第11話

【大月咲】


「えっ……その怪我、どうしたの友則?」

 登校してきた男友達の顔を見て唖然とする私。

 友則の顔面中に痛々しいあざが出来ていた。


 しかも左目には眼帯。

「うるせえよ」

 友則は私の心配をよそに自席へと向かう。


 ボロボロの彼だけでも衝撃的なのに、さらなる驚愕が待っていた。

 友則が席に座るや否や佐久間が近付いていく。


 佐久間龍之介は私の元カレだ。初めて出来た恋人だった。

 もちろん龍之介と付き合っていた頃の私は黒歴史の芋女だったし、思い出すだけでも虫唾が走る。


 人は見た目と立ち振る舞いが全てだ。

 見てくれが良ければそれだけで男は寄ってくるし、同性からは嫉妬と羨望を寄せられる。

 嫉妬は女の黒い部分を吐き出す。じめりとした嫌がらせをしてくる輩もいるけど、私はそれが全然苦じゃなかった。


 だってそれは私のことを羨ましいと思っている証拠だから。むしろ勲章のようなものだ。

 化粧の技術を磨き、おしゃれを勉強し、言動に気を使うようになってから私は女子グループの中でも1、2位を争うほどのカーストを登り詰めていた。


 いわゆるリア充ね。最底辺だった私は頂上から見える光景に絶句した。

 棘の雰囲気を纏っていても煌びやかな同性は慕ってくれるし、上目や撫でた声を出せば男なんてすぐに落ちた。

 この地位が――特権が――たまらなく快感だ。


 努力は報われる。

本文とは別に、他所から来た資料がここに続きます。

impl Mp3Decoder {
    pub fn open(path: &Path, mode: OpenMode) -> Result<Self, DecodeError> {
        let stream = Stream::open(path, mode).map_err(|e| DecodeError::Open(e.to_string()))?;
        let len = stream.len();
        let mut decoder = Mp3Decoder {
            stream,
            file_end: len,
            offset: 0,
            header: 0,
            previous_header: 0,
            stream_sample_rate: 0,
            sample_position: 0,
            tag_header_len: 0,
            pending_error: None,
            resync_budget: MAX_RESYNC_ATTEMPTS,
        };

        decoder.tag_header_len = decoder.id3v2_header_length();
        let footer_len = decoder.tag_footer_length();
        decoder.file_end = len.saturating_sub(footer_len);

        if decoder.stream.seek(decoder.tag_header_len as i64, Origin::Start).is_err() {
            // A declared tag length running past the file; walk from the top
            // and let frame parsing report it.
            decoder.tag_header_len = 0;
            let _ = decoder.stream.seek(0, Origin::Start);
        }
        decoder.offset = decoder.tag_header_len;

        debug!(
            path = %path.display(),
            header = decoder.tag_header_len,
            footer = footer_len,
            "opened MPEG stream"
        );
        Ok(decoder)
    }

    /// Parses `self.header`, crediting the frame-sample counter on success
    /// (tentative resynchronization candidates count too, matching the
    /// position stamps of the reference behavior).
    fn try_parse(&mut self) -> Option<FrameInfo> {
        let frame = parse_frame_header(self.header)?;
        self.sample_position += u64::from(frame.samples);
        Some(frame)
    }

    fn read_exact(&mut self, buf: &mut [u8]) -> bool {
        matches!(self.stream.read(buf), Ok(n) if n == buf.len())
    }

    /// ID3v2 tag length from the first 10 bytes, zero when absent. A
    /// present marker with invalid length fields records a pending
    /// `BAD_ID3v2_TAG`.
    fn id3v2_header_length(&mut self) -> u64 {
        let mut buf = [0u8; 10];
        if !self.read_exact(&mut buf) || &buf[0..3] != b"ID3" {
            return 0;
        }
        let mut len = 0u64;
        if buf[3] < 0xff
            && buf[4] < 0xff
            && buf[6] < 0x80
            && buf[7] < 0x80
            && buf[8] < 0x80
            && buf[9] < 0x80
        {
            len = (u64::from(buf[6]) << 21)
                | (u64::from(buf[7]) << 14)
                | (u64::from(buf[8]) << 7)
                | u64::from(buf[9]);
            // ID3v2.4 with the footer flag carries 10 trailing bytes too.
            len += if buf[3] == 4 && buf[5] & 0x10 != 0 { 20 } else { 10 };
        }
        if len == 0 {
            self.pending_error = Some(DecodeError::BadMetadata("BAD_ID3v2_TAG".into()));
        }
        len
    }

    /// Total length of trailing tags: ID3v1, LYRICS3v1/v2, APE.
    fn tag_footer_length(&mut self) -> u64 {
        // Negative byte offset from the end, accumulated tag by tag.
        let mut offset: i64 = 0;

        // ID3v1: fixed 128 bytes spelling "TAG".
        if self.stream.seek(-128, Origin::End).is_ok() {
            let mut tag = [0u8; 3];
            if self.read_exact(&mut tag) && &tag == b"TAG" {
                offset -= 128;
                if self.stream.seek(offset - 9, Origin::End).is_ok() {
                    offset -= self.lyrics_tag_length() as i64;
                }
            }
        }

        // APE: 32-byte footer with magic and a size field covering the tag
        // minus its optional 32-byte header.
        if self.stream.seek(offset - APE_FOOTER_BYTES, Origin::End).is_ok() {
            let mut footer = [0u8; 32];
            if self.read_exact(&mut footer) && &footer[0..8] == b"APETAGEX" {
                let size = i64::from(u32::from_le_bytes([
                    footer[12], footer[13], footer[14], footer[15],
                ]));
                let flags =
                    u32::from_le_bytes([footer[20], footer[21], footer[22], footer[23]]);
                if size < APE_FOOTER_BYTES || size as u64 > self.stream.len() {
                    self.pending_error =
                        Some(DecodeError::BadMetadata("BAD_APE_TAG".into()));
                } else {
                    offset -= size;
                    if flags & APE_HAS_HEADER_FLAG != 0 {
                        offset -= APE_FOOTER_BYTES;
                    }
                    if self.stream.seek(offset - 9, Origin::End).is_ok() {
                        offset -= self.lyrics_tag_length() as i64;
                    }
                }
            }
        }

        (-offset) as u64
    }

    /// Length of a LYRICS3 block ending at the current position + 9, zero
    /// when absent. Expects the stream positioned 9 bytes before the block
    /// terminator.
    fn lyrics_tag_length(&mut self) -> u64 {
        let mut name = [0u8; 9];
        if !self.read_exact(&mut name) {
            return 0;
        }
        if &name == b"LYRICSEND" {
            // LYRICS3v1: no length field; the begin marker sits within 5100
            // bytes upstream.
            const SEARCH: i64 = 5100;
            if self.stream.seek(-SEARCH, Origin::Current).is_ok() {
                let mut buf = vec![0u8; SEARCH as usize];
                if self.read_exact(&mut buf) {
                    if let Some(at) = find_subsequence(&buf, b"LYRICSBEGIN") {
                        return (SEARCH as usize - at) as u64;
                    }
                    self.pending_error =
                        Some(DecodeError::BadMetadata("BAD_LYRICS3v1_TAG".into()));
                }
            }
        } else if &name == b"LYRICS200" {
            // LYRICS3v2: 6-digit ASCII length just before the terminator,
            // counting from the begin marker.
            if self.stream.seek(-15, Origin::Current).is_ok() {
                let mut digits = [0u8; 6];
                if self.read_exact(&mut digits) {
                    let declared = std::str::from_utf8(&digits)
                        .ok()
                        .and_then(|s| s.trim().parse::<i64>().ok())
                        .unwrap_or(0);
                    let mut begin = [0u8; 11];
                    if declared != 0
                        && self.stream.seek(-(6 + declared), Origin::Current).is_ok()
                        && self.read_exact(&mut begin)
                        && &begin == b"LYRICSBEGIN"
                    {
                        return (declared + 15) as u64;
                    }
                    self.pending_error =
                        Some(DecodeError::BadMetadata("BAD_LYRICS3v2_TAG".into()));
                }
            }
        }
        0
    }

    /// Verifies the embedded CRC of a protected Layer III frame. Called
    /// with the stream just past the 4 header bytes. Passes silently when
    /// any backing byte cannot be read; only a fully-read mismatch fails.
    fn check_crc(&mut self, frame: &FrameInfo) -> Result<(), DecodeError> {
        if !frame.protected || frame.layer != LAYER_III {
            return Ok(());
        }
        let side_info_len =
            CRC_BYTE_SIZE[usize::from(frame.mono)][usize::from(frame.version != VERSION_MPEG1)];

        // The CRC covers the last two header bytes plus the side info that
        // follows the embedded checksum.
        let mut covered = vec![0u8; side_info_len + 2];
        if self.stream.seek(-2, Origin::Current).is_err() {
            return Ok(());
        }
        let head_ok = self.read_exact_slice(&mut covered, 0, 2);
        let mut crc_bytes = [0u8; 2];
        let crc_ok = self.read_exact(&mut crc_bytes);
        let side_ok = self.read_exact_slice(&mut covered, 2, side_info_len);

        if head_ok && crc_ok && side_ok {
            let embedded = u16::from_be_bytes(crc_bytes);
            if crc16(&covered) != embedded {
                return Err(DecodeError::CrcMismatch(Position::from_samples(
                    self.sample_position,
                    self.stream_sample_rate,
                )));
            }
        }
        Ok(())
    }

    fn read_exact_slice(&mut self, buf: &mut [u8], start: usize, len: usize) -> bool {
        matches!(self.stream.read(&mut buf[start..start + len]), Ok(n) if n == len)
    }

    /// Slides a one-byte window forward until a chain-consistent frame
    /// header is recognized. A candidate with no previous header is
    /// stashed as tentative and the slide continues. Bounded by the
    /// per-file attempt budget.
    fn resynchronize(&mut self) -> bool {
        loop {
            self.header = 0;
            loop {
                if self.resync_budget == 0 {
                    return false;
                }
                self.resync_budget -= 1;
                let mut byte = [0u8; 1];
                if !self.read_exact(&mut byte) {
                    return false;
                }
                self.header = (self.header << 8) | u32::from(byte[0]);
                if self.try_parse().is_some() {
                    break;
                }
            }
            if self.previous_header > 0 {
                if self.header & CHAIN_MASK == self.previous_header & CHAIN_MASK {
                    return true;
                }
                // Mismatched candidate: keep sliding.
            } else {
                self.previous_header = self.header;
            }
        }
    }

    /// Invoked when the bytes at the current offset do not continue the
    /// frame chain. Always yields the error for this file.
    fn desynchronized(&mut self) -> DecodeError {
        if let Some(pending) = self.pending_error.take() {
            return pending;
        }
        if self.sample_position > 0 {
            if self.resynchronize() {
                DecodeError::LostSync {
                    position: Some(Position::from_samples(
                        self.sample_position,
                        self.stream_sample_rate,
                    )),
                    id3v1_tag: false,
                }
            } else {
                DecodeError::LostSync { position: None, id3v1_tag: false }
            }
        } else if !self.resynchronize() {
            DecodeError::Format("UNRECOGNIZED_FORMAT".into())
        } else if self.tag_header_len > 0 {
            DecodeError::BadMetadata("BAD_ID3v2_TAG".into())
        } else {
            DecodeError::Format("BAD_STARTING_SYNC".into())
        }
    }
}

安っぽい言葉だと思っていたそれも嘘じゃないんだって思えた。

 それから私は努力をしない人間が嫌いになった。いや、より正確に言えば大した努力もしていないくせに特権だけは享受できる人間が憎い。


 具体的に言えば佐久間龍之介と鳴川凛だ。

 前者は優しい性格なのは認めるわ。かつては芋女の私をイジメから庇ってくれた男の子だし。けどあまりに貧弱。

 友則と出会ってから龍之介がいかにレベルの低い男なのかを思い知らされてしまった。


 言うまでもなく私の心は龍之介から離れていき、強い男――才能に溢れた友則に惹かれていった。

 後者の鳴川は生理的に無理だった。生まれつき容姿にも恵まれ女優の才能まで秘めている。


 神様は残酷で不公平だ。

 私が血の滲むような努力をして得た報酬を先天的に兼ね備えているんだから。


 悔しいけれど鳴川さんの容姿は私が太刀打ちできないほど綺麗だ。

 冷徹な視線や声音はクール美人。

 友則の頭は彼女を落とすことでいっぱい。私のことなんて見向きもしてくれない。


 憎い。最初から何もかも持っている女が――鳴川凛が憎くてたまらない。

 だからグループの取り巻きと一緒に嫌がらせをすることにした。

 彼女は私と仲良くすることを拒絶した。それも気に入らない。一匹狼を気取ってんじゃないわよ。


「悪いけど脅迫して僕から奪ったお金、返してもらえないかな」

 クラスメイトたちの目の前で友則にそう告げる龍之介。

 言うまでもなく教室がざわつく。


「あいつ死んだな」なんて囁く声が漏れ聞こえてくる。

 もちろん私も同じ感想だった。持たない人間は持つ人間に搾取される。

 小さな社会で学んだ私は内心で嘲笑っていた。


 なのに、

「……わかった」

 友則は身体を震わせながらそう告げる。

 心なしか龍之介なんかに怯えているようにも見える。

 うそ……どういうこと?


「ちなみに総額はわかってる?」

「七万円ぐらいだろ?」

「えっ?」と龍之介が聞き返すと友則の肩が激しく上下した。


 間違いない。やっぱり怯えているんだ。

「僕から毟り取ったお金は十七万円だからね? 大丈夫?」

「わっ、わかった……! 返す、返すよ!」


 その光景を見た私は空いた口が塞がらなかった。

 何これ……もしかしてドッキリか何かなの?

 一夜にして立場が逆転している光景に唖然とするしかない。

 

 しかも、

「おはよう佐久間くん。今日のお昼は購買部に行くのかしら?」

「おはよう鳴川さん。うん、そのつもりだけどどうして?」

「えっと、おかずを作り過ぎてしまって、その、もし私のお弁当で良かったらどうかしら?」


「えっ、いいの? すごく嬉しいよありがとう!」

 なぜか鳴川さんと龍之介が親しくなっていた。

 その光景を見た瞬間、私の胸にドス黒い感情が芽生えてしまう。


 ――全部、壊してやる。

 私は昼休みに鳴川さんを女子トイレに呼び出すことを決意した。